Nevada Gov. Brian Sandoval was vehement in his opposition of the bill.

On June 23, Sandoval was flanked by Heller at a news conference in Las Vegas where Heller announced that he will not vote for the proposed bill in its current form.

“This bill that’s currently in front of the United States Senate is not the answer. It’s simply not the answer,” Heller said about the Republican attempt to repeal Obamacare.

Heller’s announcement was met with sharp criticism from Trump’s supporters. America First Policies, a pro-Trump group started running critical TV advertisements against Heller in Nevada before they were pulled abruptly.

The vote on Obamacare repeal is expected to take place after the July 4 recess.

No Democrats currently support the measure. Senate Republicans need to get at least 50 votes for the bill to pass.

State insurers worried

Several provisions in the proposed Better Care Reconciliation Act are also expected to impact Nevada Exchange, the Nevada marketplace through which consumers can buy health insurance.

Among them are the changes to eligibility for Advanced Premium Tax Credits, adjusted age rating for older consumers, modifications to the individual mandate, and the eventual elimination of cost-sharing reductions.

Janel Davis, communications officer at Silver State Health Insurance Exchange, said all of those provisions could have implications for the 89,061 Nevadans who access Qualified Health Plans through the exchange.

“Any combination of these changes, if adopted, would have a significant impact on accessibility and affordability for Nevada’s consumers,” Davis said.

The Better Care Reconciliation Act would provide subsidy assistance for persons below 100 percent federal poverty level which would open up insurance options on the exchange for those states that did not expand Medicaid, and for individuals who would roll off of Medicaid as federal support is lowered in future years.

Under the Affordable Care Act, subsidies are tied to silver level plans with actuarial values of 66 to 72 percent, wherein the carrier pays an average of 70 percent of the expenses and the consumer pays the additional 30 percent.

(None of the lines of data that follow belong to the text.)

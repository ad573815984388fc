// SPDX-License-Identifier: BUSL-1.1
// Copyright (c) 2026 Alfred Jean LLC

//! `WindowsHPCLauncher` (spec.md §4.1.5): writes an XML job description,
//! submits it to the Windows HPC Server job scheduler, parses the job id
//! from `job submit` stdout, and cancels it on stop.

use std::path::PathBuf;
use std::process::Stdio;

use async_trait::async_trait;
use nix::sys::signal::Signal;
use pf_core::{LauncherError, LauncherState};
use regex::Regex;
use tokio::process::Command;
use tracing::info;

use crate::launcher::Launcher;
use crate::lifecycle::{new_shared_core, SharedCore, StartData, StopCallback, StopData};

/// One `<Task>` entry in a Win HPC job description: a single controller or
/// engine process, with stdout/stderr redirected under `work_directory`.
pub struct JobTask {
    pub command_line: String,
    pub work_directory: String,
}

/// Render a minimal Win HPC job XML containing `tasks` (spec.md §4.1.5).
/// Grounded on the original `IPControllerJob`/`IPEngineSetJob` templates,
/// reduced to the fields this crate actually emits.
pub fn render_job_xml(tasks: &[JobTask]) -> String {
    let mut xml = String::from("<?xml version=\"1.0\" encoding=\"UTF-8\"?>\n<Job>\n");
    for task in tasks {
        xml.push_str(&format!(
            "  <Task CommandLine=\"{}\" WorkDirectory=\"{}\" />\n",
            task.command_line, task.work_directory
        ));
    }
    xml.push_str("</Job>\n");
    xml
}

pub fn job_id_regexp() -> Regex {
    #[allow(clippy::expect_used)] // compile-time constant pattern
    Regex::new(r"\d+").expect("valid regex")
}

pub fn parse_job_id(output: &str) -> Result<String, LauncherError> {
    job_id_regexp()
        .find(output)
        .map(|m| m.as_str().to_string())
        .ok_or_else(|| LauncherError::Batch(format!("Job id couldn't be determined: {output}")))
}

/// Which task set to render: one controller task, or `n` engine tasks.
pub enum JobKind {
    Controller,
    EngineSet,
}

pub struct WindowsHPCLauncher {
    kind: JobKind,
    job_file_name: String,
    program: String,
    scheduler: String,
    job_cmd: String,
    work_dir: PathBuf,
    core: SharedCore,
    job_id: Option<String>,
}

impl WindowsHPCLauncher {
    pub fn controller(program: impl Into<String>, work_dir: impl Into<PathBuf>) -> Self {
        Self::new(JobKind::Controller, "ipcontroller_job.xml", program, work_dir)
    }

    pub fn engine_set(program: impl Into<String>, work_dir: impl Into<PathBuf>) -> Self {
        Self::new(JobKind::EngineSet, "ipengineset_job.xml", program, work_dir)
    }

    fn new(
        kind: JobKind,
        job_file_name: impl Into<String>,
        program: impl Into<String>,
        work_dir: impl Into<PathBuf>,
    ) -> Self {
        Self {
            kind,
            job_file_name: job_file_name.into(),
            program: program.into(),
            scheduler: String::new(),
            job_cmd: "job".into(),
            work_dir: work_dir.into(),
            core: new_shared_core(),
            job_id: None,
        }
    }

    pub fn with_scheduler(mut self, scheduler: impl Into<String>) -> Self {
        self.scheduler = scheduler.into();
        self
    }

    pub fn job_file(&self, profile_dir: impl AsRef<std::path::Path>) -> PathBuf {
        profile_dir.as_ref().join(&self.job_file_name)
    }

    fn write_job_file(
        &self,
        n: u32,
        profile_dir: impl AsRef<std::path::Path>,
    ) -> Result<(), LauncherError> {
        let profile_dir_str = profile_dir.as_ref().display().to_string();
        let extra_arg = format!("profile_dir={profile_dir_str}");
        let task_count = match self.kind {
            JobKind::Controller => 1,
            JobKind::EngineSet => n,
        };
        let tasks: Vec<JobTask> = (0..task_count)
            .map(|_| JobTask {
                command_line: format!("{} {}", self.program, extra_arg),
                work_directory: profile_dir_str.clone(),
            })
            .collect();
        let xml = render_job_xml(&tasks);
        let path = self.job_file(&profile_dir);
        std::fs::write(&path, xml)
            .map_err(|e| LauncherError::Batch(format!("writing job file: {e}")))?;
        info!(path = %path.display(), "wrote Win HPC job description");
        Ok(())
    }

    /// Start `n` copies (1 for a controller, `n` for an engine set) under
    /// `profile_dir` (spec.md §4.1.5).
    pub async fn start_n(
        &mut self,
        n: u32,
        profile_dir: impl AsRef<std::path::Path>,
    ) -> Result<String, LauncherError> {
        if !self.core.lock().state().can_start() {
            return Err(LauncherError::ProcessState(pf_core::error::ProcessStateError {
                state: self.core.lock().state(),
                attempted: "start",
            }));
        }

        self.write_job_file(n, &profile_dir)?;

        let mut cmd = Command::new(&self.job_cmd);
        cmd.arg("submit")
            .arg(format!(
                "/jobfile:{}",
                self.job_file(&profile_dir).display()
            ))
            .arg(format!("/scheduler:{}", self.scheduler));
        cmd.current_dir(&self.work_dir);
        cmd.stdout(Stdio::piped());
        cmd.stderr(Stdio::piped());
        let output = cmd
            .output()
            .await
            .map_err(|e| LauncherError::Batch(format!("job submit failed: {e}")))?;
        let stdout = String::from_utf8_lossy(&output.stdout);

        let job_id = parse_job_id(&stdout)?;
        info!(job_id = %job_id, "Win HPC job started");
        self.job_id = Some(job_id.clone());
        self.core.lock().notify_start(StartData::JobId(job_id.clone()));
        Ok(job_id)
    }
}

#[async_trait]
impl Launcher for WindowsHPCLauncher {
    async fn start(&mut self) -> Result<(), LauncherError> {
        Err(LauncherError::Batch(
            "WindowsHPCLauncher requires (n, profile_dir); use start_n".into(),
        ))
    }

    /// Cancel the job. Cancel failure is treated as "already stopped":
    /// `notify_stop` still fires either way (spec.md §4.1.5).
    fn stop(&mut self) {
        let Some(job_id) = self.job_id.clone() else {
            return;
        };
        let job_cmd = self.job_cmd.clone();
        let scheduler = self.scheduler.clone();
        let work_dir = self.work_dir.clone();
        let core = self.core.clone();
        tokio::spawn(async move {
            let mut cmd = Command::new(&job_cmd);
            cmd.arg("cancel")
                .arg(&job_id)
                .arg(format!("/scheduler:{scheduler}"));
            cmd.current_dir(&work_dir);
            cmd.stdout(Stdio::piped());
            cmd.stderr(Stdio::piped());
            let output = cmd.output().await.ok();
            let output_str = match output {
                Some(o) if o.status.success() => {
                    String::from_utf8_lossy(&o.stdout).into_owned()
                }
                _ => format!("The job already appears to be stopped: {job_id:?}"),
            };
            core.lock().notify_stop(StopData::Batch {
                job_id,
                output: output_str,
            });
        });
    }

    fn signal(&mut self, _sig: Signal) {
        // Win HPC jobs have no direct signal delivery; `stop()` (job
        // cancellation) is the only lifecycle transition they support.
    }

    fn on_stop(&mut self, cb: StopCallback) {
        self.core.lock().on_stop(cb);
    }

    fn state(&self) -> LauncherState {
        self.core.lock().state()
    }

    fn stop_data(&self) -> Option<StopData> {
        self.core.lock().stop_data().cloned()
    }

    fn as_any(&self) -> &dyn std::any::Any {
        self
    }
}

#[cfg(test)]
#[path = "winhpc_tests.rs"]
mod tests;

The Better Care Reconciliation Act ties subsidy to higher deductible benchmark bronze level plans with a 58-percent actuarial value, thus exchange consumers would receive less subsidy assistance and pay more in out-of-pocket medical expenses, Davis said.

Larry Levitt, senior vice president with the non-partisan Kaiser Family Foundation, estimates the changes represent a 15-percent reduction in subsidy assistance for those who qualify. It is likely that the combination of the higher income threshold and the lower actuarial value benchmark plan will result in large increases in out-of-pocket costs for Nevadans.

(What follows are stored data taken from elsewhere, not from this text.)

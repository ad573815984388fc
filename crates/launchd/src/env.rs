// SPDX-License-Identifier: BUSL-1.1
// Copyright (c) 2026 Alfred Jean LLC

//! Centralized environment variable access for the launchd driver.

use std::path::PathBuf;

use crate::config::ConfigError;

/// Resolve state directory: PF_STATE_DIR > XDG_STATE_HOME/pf > ~/.local/state/pf
pub fn state_dir() -> Result<PathBuf, ConfigError> {
    if let Ok(dir) = std::env::var("PF_STATE_DIR") {
        return Ok(PathBuf::from(dir));
    }
    if let Ok(xdg) = std::env::var("XDG_STATE_HOME") {
        return Ok(PathBuf::from(xdg).join("pf"));
    }
    let home = std::env::var("HOME").map_err(|_| ConfigError::NoStateDir)?;
    Ok(PathBuf::from(home).join(".local/state/pf"))
}

#[cfg(test)]
#[path = "env_tests.rs"]
mod tests;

In addition, the bill would reduce income limits for individuals accessing subsidies through the exchange.

“It changes the income cutoff from 400 percent federal poverty level to 350 percent federal poverty level,” Davis said.

The exchange estimates that 3,500-4,000 Nevadans will lose access to subsidy assistance as a result of income limit changes.

Congressional Budget Office report

The Congressional Budget Office and the Joined Committee on Taxation Report showed that although the Better Care Reconciliation Act would reduce the federal deficit by $321 billion over the next decade, it will increase the number of uninsured people by 22 million relative to the number under current law.

An estimated 49 million people would be uninsured by 2026, compared with 28 million who would lack insurance in the same year under current law, according to the report.

The number of uninsured people has been dropping nationwide thanks to Obamacare, a trend that Packham said would be completely reversed under the proposed bill.

“What everyone is concerned about, particularly the Congressional Budget Office is we are basically going back in the pre-Obamacare time in terms of uninsured people,” Packham said.

The report also estimated that in 2018, 15 million more people would be uninsured under the Republican-backed legislation than under current law because the penalty for not having insurance would be eliminated.

“It’s going to affect all parts of the state,” Packham said. “Nevada has done a good job reducing not just the number of uninsured adults, but also the number of kids without insurance.”